Collected data entries:

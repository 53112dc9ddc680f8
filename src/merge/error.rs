//! Error types for [`TreeMerger`].
//!
//! These never reach the host: a failed merge is logged and the view the
//! host passed in is rendered as-is.
//!
//! [`TreeMerger`]: super::TreeMerger

use std::{
    error::Error,
    fmt::{Display, Formatter, Result as FmtResult},
};

use crate::types::channel::ChannelId;

/// The view handed to the merger does not have the shape it expects.
#[derive(Debug)]
pub struct MergeError {
    /// Type of error that occurred.
    kind: MergeErrorType,
    /// Source of the error, if there is any.
    source: Option<Box<dyn Error + Send + Sync>>,
}

impl MergeError {
    pub(super) const fn missing_category(category: Option<ChannelId>) -> Self {
        Self {
            kind: MergeErrorType::MissingCategory { category },
            source: None,
        }
    }

    /// Immutable reference to the type of error that occurred.
    #[must_use = "retrieving the type has no effect if left unused"]
    pub const fn kind(&self) -> &MergeErrorType {
        &self.kind
    }

    /// Consume the error, returning the owned error type and the source error.
    #[must_use = "consuming the error into its parts has no effect if left unused"]
    pub fn into_parts(self) -> (MergeErrorType, Option<Box<dyn Error + Send + Sync>>) {
        (self.kind, self.source)
    }
}

impl Display for MergeError {
    fn fmt(&self, f: &mut Formatter<'_>) -> FmtResult {
        match &self.kind {
            MergeErrorType::MissingCategory {
                category: Some(category),
            } => {
                f.write_str("view has no bucket for category ")?;
                Display::fmt(category, f)
            }
            MergeErrorType::MissingCategory { category: None } => {
                f.write_str("view has no bucket for uncategorized channels")
            }
        }
    }
}

impl Error for MergeError {
    fn source(&self) -> Option<&(dyn Error + 'static)> {
        self.source
            .as_ref()
            .map(|source| &**source as &(dyn Error + 'static))
    }
}

/// Type of [`MergeError`] that occurred.
#[derive(Debug, Eq, PartialEq)]
#[non_exhaustive]
pub enum MergeErrorType {
    /// A hidden channel belongs under a category the view has no bucket
    /// for. `None` is the uncategorized bucket.
    MissingCategory { category: Option<ChannelId> },
}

## Description of the task:
Your task is to extract all of the records exactly.

## Worked solution:
repository 53112dc9ddc680f8
filename src/merge/error.rs
//! Error types for [`TreeMerger`].
//!
//! These never reach the host: a failed merge is logged and the view the
//! host passed in is rendered as-is.
//!
//! [`TreeMerger`]: super::TreeMerger

use std::{
    error::Error,
    fmt::{Display, Formatter, Result as FmtResult},
};

use crate::types::channel::ChannelId;

/// The view handed to the merger does not have the shape it expects.
#[derive(Debug)]
pub struct MergeError {
    /// Type of error that occurred.
    kind: MergeErrorType,
    /// Source of the error, if there is any.
    source: Option<Box<dyn Error + Send + Sync>>,
}

impl MergeError {
    pub(super) const fn missing_category(category: Option<ChannelId>) -> Self {
        Self {
            kind: MergeErrorType::MissingCategory { category },
            source: None,
        }
    }

    /// Immutable reference to the type of error that occurred.
    #[must_use = "retrieving the type has no effect if left unused"]
    pub const fn kind(&self) -> &MergeErrorType {
        &self.kind
    }

    /// Consume the error, returning the owned error type and the source error.
    #[must_use = "consuming the error into its parts has no effect if left unused"]
    pub fn into_parts(self) -> (MergeErrorType, Option<Box<dyn Error + Send + Sync>>) {
        (self.kind, self.source)
    }
}

impl Display for MergeError {
    fn fmt(&self, f: &mut Formatter<'_>) -> FmtResult {
        match &self.kind {
            MergeErrorType::MissingCategory {
                category: Some(category),
            } => {
                f.write_str("view has no bucket for category ")?;
                Display::fmt(category, f)
            }
            MergeErrorType::MissingCategory { category: None } => {
                f.write_str("view has no bucket for uncategorized channels")
            }
        }
    }
}

impl Error for MergeError {
    fn source(&self) -> Option<&(dyn Error + 'static)> {
        self.source
            .as_ref()
            .map(|source| &**source as &(dyn Error + 'static))
    }
}

/// Type of [`MergeError`] that occurred.
#[derive(Debug, Eq, PartialEq)]
#[non_exhaustive]
pub enum MergeErrorType {
    /// A hidden channel belongs under a category the view has no bucket
    /// for. `None` is the uncategorized bucket.
    MissingCategory { category: Option<ChannelId> },
}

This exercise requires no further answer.